Audit to policy & procedures or Risk?

Posted By: Anonymous

Audit to policy & procedures or Risk? - 11/08/05 11:06 AM

Our QC department currently audits to policy & procedures; however, they make modifications to the outcome according to risk. Shouldn't the policies and procedures be modified in lieu of the audit since current policy has already been set? I am in disagreement with this philosophy of allowing leeway since the ultimate risk is not great. I feel it sends a mixed message to the field by saying although our policy & procedures say one thing, we are not going to cite you for this because there is no risk but we will cite for this because our policy & procedures state you have to have it???? (Sorry for the run-on sentences)
Posted By: Anonymous

Re: Audit to policy & procedures or Risk? - 11/08/05 04:04 PM

If you don't enforce adherence to policy/procedure, personnel will not follow it. There should be a consequence for violations, even minor ones - a consequence for a minor violation could be just a verbal reminder the first time. The riskier more serious or repeated violations of policy/procedure should have stronger consequences. If the policy/procedure no longer makes sense, it should be changed. To not enforce policy/procedures or to not change policy/procedures that no longer make sense sends a message to employees that management doesn't care about doing things right.
Posted By: Dip

Re: Audit to policy & procedures or Risk? - 11/08/05 05:32 PM

yeah, on minor/non-risky errors, we may nto cite them as findings, but we will go over them with management or maybe add them on to the audit report as a comment. if the errors continually ocurr, we can elevate the consequences and make them findings. management shoudl be assessing risk and creating policies and procedures that they want to be followed--once they have p&p's that they are satisfied with, they should be followed 100%.
Posted By: RR Jen

Re: Audit to policy & procedures or Risk? - 11/08/05 05:54 PM

I agree...a violation of policy/procedures that is a very low risk might not make it as a formal recommendation requiring management response but will be noted as a violation in the findings and discussed with management as a "house keeping" item.
Posted By: A_G

Re: Audit to policy & procedures or Risk? - 11/08/05 09:19 PM

I agree too. We call these verbal findings and communicate them to mangement during the exit meetings. They show in the workpapers as such.
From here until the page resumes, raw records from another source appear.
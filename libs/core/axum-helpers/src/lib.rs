//! # Axum Helpers
//!
//! Shared building blocks for the HTTP services in this workspace.
//!
//! - **[`auth`]**: stateless JWT issuance/verification, bearer middleware and
//!   the [`AuthUser`] extractor
//! - **[`server`]**: documented router, health endpoints, graceful shutdown
//! - **[`http`]**: CORS and security headers
//! - **[`errors`]**: [`AppError`] and the structured [`ErrorResponse`] body
//! - **[`extractors`]**: [`ValidatedJson`] and [`UuidPath`]
//!
//! ```ignore
//! use axum_helpers::server::{create_production_app, create_router, health_router};
//! use core_config::app_info;
//!
//! let router = create_router::<ApiDoc>(api_routes)?.merge(health_router(app_info!()));
//! create_production_app(router, &server_config, Duration::from_secs(30), async {}).await?;
//! ```

pub mod auth;
pub mod errors;
pub mod extractors;
pub mod http;
pub mod server;

pub use auth::{AuthUser, JwtAuth, JwtClaims, JwtConfig, jwt_auth_middleware};

pub use server::{
    HealthCheckFuture, HealthResponse, ShutdownCoordinator, create_production_app, create_router,
    create_router_with_cors, health_router, run_health_checks,
};

pub use http::{cors_layer_from_env, security_headers};

pub use errors::{AppError, ErrorCode, ErrorResponse};

pub use extractors::{UuidPath, ValidatedJson};
use super::jwt::JwtAuth;
use crate::errors::AppError;
use axum::{
    extract::{Request, State},
    http::HeaderMap,
    middleware::Next,
    response::Response,
};

/// Extract the token from an `Authorization: Bearer <token>` header.
fn extract_bearer_token(headers: &HeaderMap) -> Option<&str> {
    headers
        .get(axum::http::header::AUTHORIZATION)
        .and_then(|v| v.to_str().ok())
        .and_then(|auth| auth.strip_prefix("Bearer "))
        .map(str::trim)
        .filter(|token| !token.is_empty())
}

/// JWT authentication middleware.
///
/// Rejects the request with 401 before the handler runs when the bearer token
/// is missing, malformed, expired or badly signed. On success the decoded
/// [`JwtClaims`](super::JwtClaims) are inserted into the request extensions.
///
/// ```ignore
/// let protected_routes = Router::new()
///     .route("/api/events/myevents", get(list_events))
///     .layer(axum::middleware::from_fn_with_state(auth.clone(), jwt_auth_middleware));
/// ```
pub async fn jwt_auth_middleware(
    State(auth): State<JwtAuth>,
    headers: HeaderMap,
    mut request: Request,
    next: Next,
) -> Result<Response, AppError> {
    let Some(token) = extract_bearer_token(&headers) else {
        tracing::debug!("No bearer token in Authorization header");
        return Err(AppError::Unauthorized("No token provided".to_string()));
    };

    let claims = auth.verify_token(token).map_err(|e| {
        tracing::debug!("JWT verification failed: {}", e);
        AppError::Unauthorized("Invalid token".to_string())
    })?;

    request.extensions_mut().insert(claims);
    Ok(next.run(request).await)
}

#[cfg(test)]
mod tests {
    use super::*;
    use crate::auth::{AuthUser, JwtConfig};
    use axum::{body::Body, http::StatusCode, routing::get, Router};
    use tower::ServiceExt;
    use uuid::Uuid;

    fn auth() -> JwtAuth {
        JwtAuth::new(&JwtConfig::new("middleware-secret-key-at-least-32-chars"))
    }

    async fn whoami(user: AuthUser) -> String {
        user.email
    }

    fn app(auth: JwtAuth) -> Router {
        Router::new()
            .route("/me", get(whoami))
            .layer(axum::middleware::from_fn_with_state(auth, jwt_auth_middleware))
    }

    #[test]
    fn test_extract_bearer_token() {
        let mut headers = HeaderMap::new();
        assert_eq!(extract_bearer_token(&headers), None);

        headers.insert("authorization", "Bearer abc.def.ghi".parse().unwrap());
        assert_eq!(extract_bearer_token(&headers), Some("abc.def.ghi"));

        headers.insert("authorization", "Basic dXNlcjpwYXNz".parse().unwrap());
        assert_eq!(extract_bearer_token(&headers), None);

        headers.insert("authorization", "Bearer ".parse().unwrap());
        assert_eq!(extract_bearer_token(&headers), None);
    }

    #[tokio::test]
    async fn test_missing_token_is_unauthorized() {
        let response = app(auth())
            .oneshot(Request::get("/me").body(Body::empty()).unwrap())
            .await
            .unwrap();
        assert_eq!(response.status(), StatusCode::UNAUTHORIZED);
    }

    #[tokio::test]
    async fn test_invalid_token_is_unauthorized() {
        let response = app(auth())
            .oneshot(
                Request::get("/me")
                    .header("authorization", "Bearer nope")
                    .body(Body::empty())
                    .unwrap(),
            )
            .await
            .unwrap();
        assert_eq!(response.status(), StatusCode::UNAUTHORIZED);
    }

    #[tokio::test]
    async fn test_valid_token_reaches_handler() {
        let auth = auth();
        let token = auth
            .issue_token(Uuid::now_v7(), "grace", "grace@example.com")
            .unwrap();

        let response = app(auth)
            .oneshot(
                Request::get("/me")
                    .header("authorization", format!("Bearer {token}"))
                    .body(Body::empty())
                    .unwrap(),
            )
            .await
            .unwrap();
        assert_eq!(response.status(), StatusCode::OK);
    }
}
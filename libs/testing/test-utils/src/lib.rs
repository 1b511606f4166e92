//! Shared test utilities for domain testing
//!
//! - `TestMongo`: MongoDB container with automatic cleanup
//! - `TestDataBuilder`: deterministic ids, emails and names
//!
//! Container tests need Docker and are marked `#[ignore]`:
//!
//! ```rust,no_run
//! use test_utils::{TestDataBuilder, TestMongo};
//!
//! #[tokio::test]
//! #[ignore]
//! async fn my_mongo_test() {
//!     let mongo = TestMongo::new().await;
//!     let builder = TestDataBuilder::from_test_name("my_mongo_test");
//!     let db = mongo.database(&builder.database_name());
//! }
//! ```

use uuid::Uuid;

mod mongo;

pub use mongo::TestMongo;

/// Builder for test data with deterministic randomization
///
/// This ensures tests are reproducible by using seeded data.
pub struct TestDataBuilder {
    seed: u64,
}

impl TestDataBuilder {
    pub fn new(seed: u64) -> Self {
        Self { seed }
    }

    /// Create from test name (generates seed from test name hash)
    ///
    /// ```
    /// use test_utils::TestDataBuilder;
    ///
    /// let builder = TestDataBuilder::from_test_name("test_delete_series");
    /// ```
    pub fn from_test_name(name: &str) -> Self {
        use std::collections::hash_map::DefaultHasher;
        use std::hash::{Hash, Hasher};

        let mut hasher = DefaultHasher::new();
        name.hash(&mut hasher);
        Self::new(hasher.finish())
    }

    /// Deterministic user id; `n` distinguishes users within one test
    pub fn user_id(&self, n: u8) -> Uuid {
        let bytes = self.seed.to_le_bytes();
        let mut uuid_bytes = [0u8; 16];
        uuid_bytes[..8].copy_from_slice(&bytes);
        uuid_bytes[8..16].copy_from_slice(&bytes);
        uuid_bytes[15] ^= n;
        Uuid::from_bytes(uuid_bytes)
    }

    /// Lowercase email unique to this test
    ///
    /// ```
    /// use test_utils::TestDataBuilder;
    ///
    /// let builder = TestDataBuilder::new(7);
    /// assert_eq!(builder.email("bob"), "bob-7@test.local");
    /// ```
    pub fn email(&self, local: &str) -> String {
        format!("{}-{}@test.local", local.to_lowercase(), self.seed)
    }

    /// Database name unique to this test, so container tests can share a server
    pub fn database_name(&self) -> String {
        format!("test_{:x}", self.seed)
    }
}
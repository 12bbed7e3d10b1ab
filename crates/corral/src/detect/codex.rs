// SPDX-License-Identifier: BUSL-1.1
// Copyright (c) 2026 Alfred Jean LLC

use super::{any_row_contains, count_signals, has_braille_spinner, last_non_empty, Candidate};

/// Approval dialog signals for the Codex CLI.
const APPROVAL_SIGNALS: &[(&str, bool)] = &[
    ("Allow command?", false),
    ("Yes (y)", false),
    ("No, provide feedback (n)", false),
    ("press enter to confirm", true),
];

/// Classify the Codex CLI's rendered screen.
pub fn classify(rows: &[String]) -> Candidate {
    if count_signals(rows, APPROVAL_SIGNALS) >= 2
        || any_row_contains(rows, "Press Enter to continue")
    {
        return Candidate::WaitingInput;
    }

    // A running turn shows a worked-time footer and interrupt hint.
    if rows.iter().any(|row| {
        let lower = row.to_lowercase();
        lower.contains("esc to interrupt") || lower.contains("working (")
    }) || has_braille_spinner(rows)
    {
        return Candidate::Busy;
    }

    // Composer: `›` or a block cursor marker at the prompt line.
    if rows.iter().rev().any(|row| {
        let trimmed = row.trim();
        trimmed.starts_with('\u{203a}') || trimmed.starts_with('\u{258c}')
    }) {
        return Candidate::Idle;
    }

    match last_non_empty(rows) {
        Some(_) => Candidate::Busy,
        None => Candidate::Idle,
    }
}

#[cfg(test)]
#[path = "codex_tests.rs"]
mod tests;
If they are that minor there is no point in overshadowing something of major risk with a minor housekeeping issue.
Posted By: A_G

Re: Audit to policy & procedures or Risk? - 11/08/05 09:22 PM

I agree too. We call these verbal findings and communicate them to mangem
Posted By: Anonymous

Re: Audit to policy & procedures or Risk? - 11/11/05 04:48 PM

It seems to me that if you ignore a procedural violation because there isn't any risk, you are indicating that there is no accountability for not following procedures.